SUPPLIED RECORDS:
▬▬▬▬▬▬▬▬▬▬

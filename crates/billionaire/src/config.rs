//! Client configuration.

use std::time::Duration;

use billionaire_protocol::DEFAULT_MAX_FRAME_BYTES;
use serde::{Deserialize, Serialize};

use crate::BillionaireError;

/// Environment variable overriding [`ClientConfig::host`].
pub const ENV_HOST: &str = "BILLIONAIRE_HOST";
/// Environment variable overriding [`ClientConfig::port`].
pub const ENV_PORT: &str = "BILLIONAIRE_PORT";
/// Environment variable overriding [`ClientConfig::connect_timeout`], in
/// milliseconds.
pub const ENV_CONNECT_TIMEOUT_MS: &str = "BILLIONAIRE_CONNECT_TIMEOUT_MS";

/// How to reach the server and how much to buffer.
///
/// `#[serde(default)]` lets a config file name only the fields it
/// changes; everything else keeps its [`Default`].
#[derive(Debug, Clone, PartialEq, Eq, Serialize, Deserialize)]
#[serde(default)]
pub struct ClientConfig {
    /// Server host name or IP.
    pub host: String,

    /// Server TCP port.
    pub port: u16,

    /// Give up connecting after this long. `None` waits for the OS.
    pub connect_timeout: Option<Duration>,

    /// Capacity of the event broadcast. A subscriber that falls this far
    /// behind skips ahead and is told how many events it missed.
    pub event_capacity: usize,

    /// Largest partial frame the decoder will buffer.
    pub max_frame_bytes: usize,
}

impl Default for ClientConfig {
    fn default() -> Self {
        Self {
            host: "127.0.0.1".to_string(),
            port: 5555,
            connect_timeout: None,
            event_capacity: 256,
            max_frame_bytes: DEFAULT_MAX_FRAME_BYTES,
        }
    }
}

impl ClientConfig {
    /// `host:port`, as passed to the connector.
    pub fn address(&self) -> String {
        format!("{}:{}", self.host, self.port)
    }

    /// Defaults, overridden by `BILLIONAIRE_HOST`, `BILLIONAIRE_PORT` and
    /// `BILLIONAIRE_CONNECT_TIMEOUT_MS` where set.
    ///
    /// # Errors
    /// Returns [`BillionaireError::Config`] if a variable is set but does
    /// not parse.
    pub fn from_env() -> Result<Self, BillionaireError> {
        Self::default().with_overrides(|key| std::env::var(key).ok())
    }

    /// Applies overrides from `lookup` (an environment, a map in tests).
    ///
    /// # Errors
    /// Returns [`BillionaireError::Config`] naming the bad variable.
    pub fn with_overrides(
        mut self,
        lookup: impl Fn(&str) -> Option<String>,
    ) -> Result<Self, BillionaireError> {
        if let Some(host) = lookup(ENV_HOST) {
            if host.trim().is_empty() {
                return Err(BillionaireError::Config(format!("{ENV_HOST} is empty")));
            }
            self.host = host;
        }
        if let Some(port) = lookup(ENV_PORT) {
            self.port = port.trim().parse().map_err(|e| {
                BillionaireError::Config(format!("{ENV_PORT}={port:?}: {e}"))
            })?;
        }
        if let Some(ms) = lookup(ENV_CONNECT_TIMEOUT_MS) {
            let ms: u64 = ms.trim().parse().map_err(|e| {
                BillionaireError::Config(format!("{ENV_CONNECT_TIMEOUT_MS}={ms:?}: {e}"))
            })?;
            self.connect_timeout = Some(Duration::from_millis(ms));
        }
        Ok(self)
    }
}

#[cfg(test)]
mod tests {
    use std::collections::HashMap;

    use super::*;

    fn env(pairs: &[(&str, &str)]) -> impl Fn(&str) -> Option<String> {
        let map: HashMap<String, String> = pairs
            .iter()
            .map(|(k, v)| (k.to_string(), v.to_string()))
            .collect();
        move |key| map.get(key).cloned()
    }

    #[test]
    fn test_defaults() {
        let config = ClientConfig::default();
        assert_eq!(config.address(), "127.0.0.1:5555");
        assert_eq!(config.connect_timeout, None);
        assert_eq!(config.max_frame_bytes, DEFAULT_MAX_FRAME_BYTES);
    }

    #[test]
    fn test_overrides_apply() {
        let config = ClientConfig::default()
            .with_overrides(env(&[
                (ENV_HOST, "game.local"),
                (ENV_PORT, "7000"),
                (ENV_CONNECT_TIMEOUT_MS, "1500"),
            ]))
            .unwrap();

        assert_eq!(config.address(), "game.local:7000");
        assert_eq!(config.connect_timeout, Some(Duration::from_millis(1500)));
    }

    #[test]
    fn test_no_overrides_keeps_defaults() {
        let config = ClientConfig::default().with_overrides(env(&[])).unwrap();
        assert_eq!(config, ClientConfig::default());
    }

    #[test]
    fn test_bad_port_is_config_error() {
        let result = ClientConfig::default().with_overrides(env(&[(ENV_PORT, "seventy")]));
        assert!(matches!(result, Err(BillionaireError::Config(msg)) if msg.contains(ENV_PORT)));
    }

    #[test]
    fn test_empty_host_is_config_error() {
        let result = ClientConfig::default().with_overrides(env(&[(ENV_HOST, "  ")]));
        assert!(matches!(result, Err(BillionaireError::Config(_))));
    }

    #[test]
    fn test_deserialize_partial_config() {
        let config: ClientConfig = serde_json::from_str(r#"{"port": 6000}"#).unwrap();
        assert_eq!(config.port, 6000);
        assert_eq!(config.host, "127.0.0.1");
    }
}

▬▬▬▬▬▬▬▬▬▬

HOW TO COMPLETE THIS TASK:
Search the records for lines holding the word "variable", then copy each line you find.

RESPONSE:
/// Environment variable overriding [`ClientConfig::host`].
/// Environment variable overriding [`ClientConfig::port`].
/// Environment variable overriding [`ClientConfig::connect_timeout`], in
    /// Returns [`BillionaireError::Config`] if a variable is set but does
    /// Returns [`BillionaireError::Config`] naming the bad variable.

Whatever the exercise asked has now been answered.